(WHAT TO WORK ON): The line holding "fn from(e: MsgPackEncodeError)" and every line after it through the end of the entries below: retype these exactly and nothing more.

(RECORDS PROVIDED):

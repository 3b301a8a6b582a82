//! 全局错误类型定义
//! 所有错误均可 Clone：同一次规则加载的结果需要原样分发给所有等待方

use rmp_serde::{decode::Error as MsgPackDecodeError, encode::Error as MsgPackEncodeError};
use serde_json::Error as SerdeJsonError;
use std::io::Error as IoError;
use thiserror::Error;

#[derive(Error, Debug, Clone)]
pub enum MmDetectError {
    // 规则相关错误
    #[error("规则加载失败：{0}")]
    RuleLoadError(String),
    #[error("规则解析失败：{0}")]
    RuleParseError(String),
    #[error("规则快照读写失败：{0}")]
    RuleCacheError(String),

    // 编译相关错误
    #[error("规则编译失败：pattern={pattern}，原因：{reason}")]
    RuleCompileError { pattern: String, reason: String },

    // 检测相关错误
    #[error("规则集不可用：{0}")]
    RulesUnavailable(String),
    #[error("规则加载重试次数已用尽（已失败{attempts}次）：{last_error}")]
    RetryExhausted { attempts: u32, last_error: String },
    #[error("检测器未初始化")]
    DetectorNotInitialized,

    // 基础错误
    #[error("无效输入：{0}")]
    InvalidInput(String),
}

// IO / 序列化错误不可 Clone，统一折叠为带上下文的字符串
impl From<IoError> for MmDetectError {
    fn from(e: IoError) -> Self {
        MmDetectError::RuleLoadError(format!("IO操作失败：{}", e))
    }
}

impl From<SerdeJsonError> for MmDetectError {
    fn from(e: SerdeJsonError) -> Self {
        MmDetectError::RuleParseError(format!("JSON解析失败：{}", e))
    }
}

impl From<MsgPackDecodeError> for MmDetectError {
    fn from(e: MsgPackDecodeError) -> Self {
        MmDetectError::RuleCacheError(format!("MessagePack反序列化失败：{}", e))
    }
}

impl From<MsgPackEncodeError> for MmDetectError {
    fn from(e: MsgPackEncodeError) -> Self {
        MmDetectError::RuleCacheError(format!("MessagePack序列化失败：{}", e))
    }
}

#[cfg(feature = "remote-loader")]
impl From<reqwest::Error> for MmDetectError {
    fn from(e: reqwest::Error) -> Self {
        MmDetectError::RuleLoadError(format!("网络请求失败：{}", e))
    }
}

// 全局Result类型
pub type MmResult<T> = Result<T, MmDetectError>;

(TASK ANSWER):
    fn from(e: MsgPackEncodeError) -> Self {
        MmDetectError::RuleCacheError(format!("MessagePack序列化失败：{}", e))
    }
}

#[cfg(feature = "remote-loader")]
impl From<reqwest::Error> for MmDetectError {
    fn from(e: reqwest::Error) -> Self {
        MmDetectError::RuleLoadError(format!("网络请求失败：{}", e))
    }
}

// 全局Result类型
pub type MmResult<T> = Result<T, MmDetectError>;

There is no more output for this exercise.